Everything in the records should be repeated exactly.

▶ **Given data**
= Beginning of Section =
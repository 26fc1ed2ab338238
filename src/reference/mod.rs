mod builtin;
mod persistence;

use std::collections::BTreeMap;
use std::sync::LazyLock;

use log::debug;
use serde::{Deserialize, Serialize};
use strsim::jaro_winkler;

use crate::error::{AnalyzerError, Result};
use crate::models::{normalize_goal_key, FoodRecord, GoalProfile, MedicalCondition};

pub use persistence::{load_reference, save_reference};

/// Minimum Jaro-Winkler similarity for a goal name suggestion.
pub const GOAL_SUGGESTION_THRESHOLD: f64 = 0.7;

/// Process-wide built-in dataset, built on first use and never mutated.
pub static BUILTIN_REFERENCE: LazyLock<NutritionReference> = LazyLock::new(NutritionReference::builtin);

/// Serialized shape of a reference dataset.
#[derive(Debug, Clone, Default, Serialize, Deserialize)]
pub struct ReferenceData {
    pub foods: Vec<FoodRecord>,
    pub goals: Vec<GoalProfile>,
    #[serde(default)]
    pub medical_conditions: Vec<MedicalCondition>,
    #[serde(default)]
    pub regions: BTreeMap<String, Vec<String>>,
}

/// Immutable lookup tables for foods, goals, medical conditions and regional foods.
///
/// All maps are ordered so that iteration (and therefore floating point summation order)
/// is the same on every run.
#[derive(Debug, Clone, PartialEq)]
pub struct NutritionReference {
    foods: BTreeMap<String, FoodRecord>,
    goals: BTreeMap<String, GoalProfile>,
    conditions: BTreeMap<String, MedicalCondition>,
    regions: BTreeMap<String, Vec<String>>,
}

impl NutritionReference {
    /// Build a reference from serialized data, validating every entry.
    ///
    /// Keys are normalized; a duplicate key keeps the last entry.
    pub fn from_data(data: ReferenceData) -> Result<Self> {
        let mut foods = BTreeMap::new();
        for mut food in data.foods {
            if !food.is_valid() {
                return Err(AnalyzerError::InvalidReference(format!(
                    "food '{}' has an empty key or negative values",
                    food.key
                )));
            }
            food.key = food.key.trim().to_lowercase();
            foods.insert(food.key.clone(), food);
        }

        let mut goals = BTreeMap::new();
        for mut goal in data.goals {
            goal.key = normalize_goal_key(&goal.key);
            if !goal.is_valid() {
                return Err(AnalyzerError::InvalidReference(format!(
                    "goal '{}' has an empty key or percentages outside 0-100",
                    goal.key
                )));
            }
            goals.insert(goal.key.clone(), goal);
        }

        let mut conditions = BTreeMap::new();
        for mut condition in data.medical_conditions {
            condition.key = normalize_goal_key(&condition.key);
            if condition.key.is_empty() {
                return Err(AnalyzerError::InvalidReference(
                    "medical condition with an empty key".to_string(),
                ));
            }
            conditions.insert(condition.key.clone(), condition);
        }

        debug!(
            "Loaded reference: {} foods, {} goals, {} conditions, {} regions",
            foods.len(),
            goals.len(),
            conditions.len(),
            data.regions.len()
        );

        Ok(Self {
            foods,
            goals,
            conditions,
            regions: data.regions,
        })
    }

    /// Convert back to the serialized shape.
    pub fn to_data(&self) -> ReferenceData {
        ReferenceData {
            foods: self.foods.values().cloned().collect(),
            goals: self.goals.values().cloned().collect(),
            medical_conditions: self.conditions.values().cloned().collect(),
            regions: self.regions.clone(),
        }
    }

    /// Get a food by its key (case-insensitive).
    pub fn food(&self, key: &str) -> Option<&FoodRecord> {
        self.foods.get(&key.to_lowercase())
    }

    /// All foods in key order.
    pub fn foods(&self) -> impl Iterator<Item = &FoodRecord> {
        self.foods.values()
    }

    /// Get a goal by name; the name is normalized first.
    pub fn goal(&self, name: &str) -> Option<&GoalProfile> {
        self.goals.get(&normalize_goal_key(name))
    }

    /// All goals in key order.
    pub fn goals(&self) -> impl Iterator<Item = &GoalProfile> {
        self.goals.values()
    }

    /// Calorie offset for a goal, 0 when the goal is unknown or has none.
    pub fn calorie_modifier(&self, goal: &str) -> i32 {
        self.goal(goal).map(|g| g.calorie_modifier).unwrap_or(0)
    }

    /// Closest known goal key to an unrecognized name, if any is similar enough.
    pub fn closest_goal(&self, name: &str) -> Option<&str> {
        let wanted = normalize_goal_key(name);
        self.goals
            .keys()
            .map(|key| (key.as_str(), jaro_winkler(key, &wanted)))
            .filter(|(_, score)| *score > GOAL_SUGGESTION_THRESHOLD)
            .max_by(|a, b| a.1.partial_cmp(&b.1).unwrap_or(std::cmp::Ordering::Equal))
            .map(|(key, _)| key)
    }

    /// Get a medical condition by name (normalized like goal names).
    pub fn condition(&self, name: &str) -> Option<&MedicalCondition> {
        self.conditions.get(&normalize_goal_key(name))
    }

    pub fn conditions(&self) -> impl Iterator<Item = &MedicalCondition> {
        self.conditions.values()
    }

    /// Foods commonly available in a region (case-insensitive). Unknown regions have none.
    pub fn region_foods(&self, region: &str) -> &[String] {
        let wanted = region.trim().to_lowercase();
        self.regions
            .iter()
            .find(|(name, _)| name.to_lowercase() == wanted)
            .map(|(_, foods)| foods.as_slice())
            .unwrap_or(&[])
    }

    /// Region names in order.
    pub fn regions(&self) -> impl Iterator<Item = &str> {
        self.regions.keys().map(String::as_str)
    }

    pub fn food_count(&self) -> usize {
        self.foods.len()
    }

    pub fn goal_count(&self) -> usize {
        self.goals.len()
    }
}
= End of Section =
▶ **Result for this exercise**
repository 26fc1ed2ab338238
filename src/reference/mod.rs
mod builtin;
mod persistence;

use std::collections::BTreeMap;
use std::sync::LazyLock;

use log::debug;
use serde::{Deserialize, Serialize};
use strsim::jaro_winkler;

use crate::error::{AnalyzerError, Result};
use crate::models::{normalize_goal_key, FoodRecord, GoalProfile, MedicalCondition};

pub use persistence::{load_reference, save_reference};

/// Minimum Jaro-Winkler similarity for a goal name suggestion.
pub const GOAL_SUGGESTION_THRESHOLD: f64 = 0.7;

/// Process-wide built-in dataset, built on first use and never mutated.
pub static BUILTIN_REFERENCE: LazyLock<NutritionReference> = LazyLock::new(NutritionReference::builtin);

/// Serialized shape of a reference dataset.
#[derive(Debug, Clone, Default, Serialize, Deserialize)]
pub struct ReferenceData {
    pub foods: Vec<FoodRecord>,
    pub goals: Vec<GoalProfile>,
    #[serde(default)]
    pub medical_conditions: Vec<MedicalCondition>,
    #[serde(default)]
    pub regions: BTreeMap<String, Vec<String>>,
}

/// Immutable lookup tables for foods, goals, medical conditions and regional foods.
///
/// All maps are ordered so that iteration (and therefore floating point summation order)
/// is the same on every run.
#[derive(Debug, Clone, PartialEq)]
pub struct NutritionReference {
    foods: BTreeMap<String, FoodRecord>,
    goals: BTreeMap<String, GoalProfile>,
    conditions: BTreeMap<String, MedicalCondition>,
    regions: BTreeMap<String, Vec<String>>,
}

impl NutritionReference {
    /// Build a reference from serialized data, validating every entry.
    ///
    /// Keys are normalized; a duplicate key keeps the last entry.
    pub fn from_data(data: ReferenceData) -> Result<Self> {
        let mut foods = BTreeMap::new();
        for mut food in data.foods {
            if !food.is_valid() {
                return Err(AnalyzerError::InvalidReference(format!(
                    "food '{}' has an empty key or negative values",
                    food.key
                )));
            }
            food.key = food.key.trim().to_lowercase();
            foods.insert(food.key.clone(), food);
        }

        let mut goals = BTreeMap::new();
        for mut goal in data.goals {
            goal.key = normalize_goal_key(&goal.key);
            if !goal.is_valid() {
                return Err(AnalyzerError::InvalidReference(format!(
                    "goal '{}' has an empty key or percentages outside 0-100",
                    goal.key
                )));
            }
            goals.insert(goal.key.clone(), goal);
        }

        let mut conditions = BTreeMap::new();
        for mut condition in data.medical_conditions {
            condition.key = normalize_goal_key(&condition.key);
            if condition.key.is_empty() {
                return Err(AnalyzerError::InvalidReference(
                    "medical condition with an empty key".to_string(),
                ));
            }
            conditions.insert(condition.key.clone(), condition);
        }

        debug!(
            "Loaded reference: {} foods, {} goals, {} conditions, {} regions",
            foods.len(),
            goals.len(),
            conditions.len(),
            data.regions.len()
        );

        Ok(Self {
            foods,
            goals,
            conditions,
            regions: data.regions,
        })
    }

    /// Convert back to the serialized shape.
    pub fn to_data(&self) -> ReferenceData {
        ReferenceData {
            foods: self.foods.values().cloned().collect(),
            goals: self.goals.values().cloned().collect(),
            medical_conditions: self.conditions.values().cloned().collect(),
            regions: self.regions.clone(),
        }
    }

    /// Get a food by its key (case-insensitive).
    pub fn food(&self, key: &str) -> Option<&FoodRecord> {
        self.foods.get(&key.to_lowercase())
    }

    /// All foods in key order.
    pub fn foods(&self) -> impl Iterator<Item = &FoodRecord> {
        self.foods.values()
    }

    /// Get a goal by name; the name is normalized first.
    pub fn goal(&self, name: &str) -> Option<&GoalProfile> {
        self.goals.get(&normalize_goal_key(name))
    }

    /// All goals in key order.
    pub fn goals(&self) -> impl Iterator<Item = &GoalProfile> {
        self.goals.values()
    }

    /// Calorie offset for a goal, 0 when the goal is unknown or has none.
    pub fn calorie_modifier(&self, goal: &str) -> i32 {
        self.goal(goal).map(|g| g.calorie_modifier).unwrap_or(0)
    }

    /// Closest known goal key to an unrecognized name, if any is similar enough.
    pub fn closest_goal(&self, name: &str) -> Option<&str> {
        let wanted = normalize_goal_key(name);
        self.goals
            .keys()
            .map(|key| (key.as_str(), jaro_winkler(key, &wanted)))
            .filter(|(_, score)| *score > GOAL_SUGGESTION_THRESHOLD)
            .max_by(|a, b| a.1.partial_cmp(&b.1).unwrap_or(std::cmp::Ordering::Equal))
            .map(|(key, _)| key)
    }

    /// Get a medical condition by name (normalized like goal names).
    pub fn condition(&self, name: &str) -> Option<&MedicalCondition> {
        self.conditions.get(&normalize_goal_key(name))
    }

    pub fn conditions(&self) -> impl Iterator<Item = &MedicalCondition> {
        self.conditions.values()
    }

    /// Foods commonly available in a region (case-insensitive). Unknown regions have none.
    pub fn region_foods(&self, region: &str) -> &[String] {
        let wanted = region.trim().to_lowercase();
        self.regions
            .iter()
            .find(|(name, _)| name.to_lowercase() == wanted)
            .map(|(_, foods)| foods.as_slice())
            .unwrap_or(&[])
    }

    /// Region names in order.
    pub fn regions(&self) -> impl Iterator<Item = &str> {
        self.regions.keys().map(String::as_str)
    }

    pub fn food_count(&self) -> usize {
        self.foods.len()
    }

    pub fn goal_count(&self) -> usize {
        self.goals.len()
    }
}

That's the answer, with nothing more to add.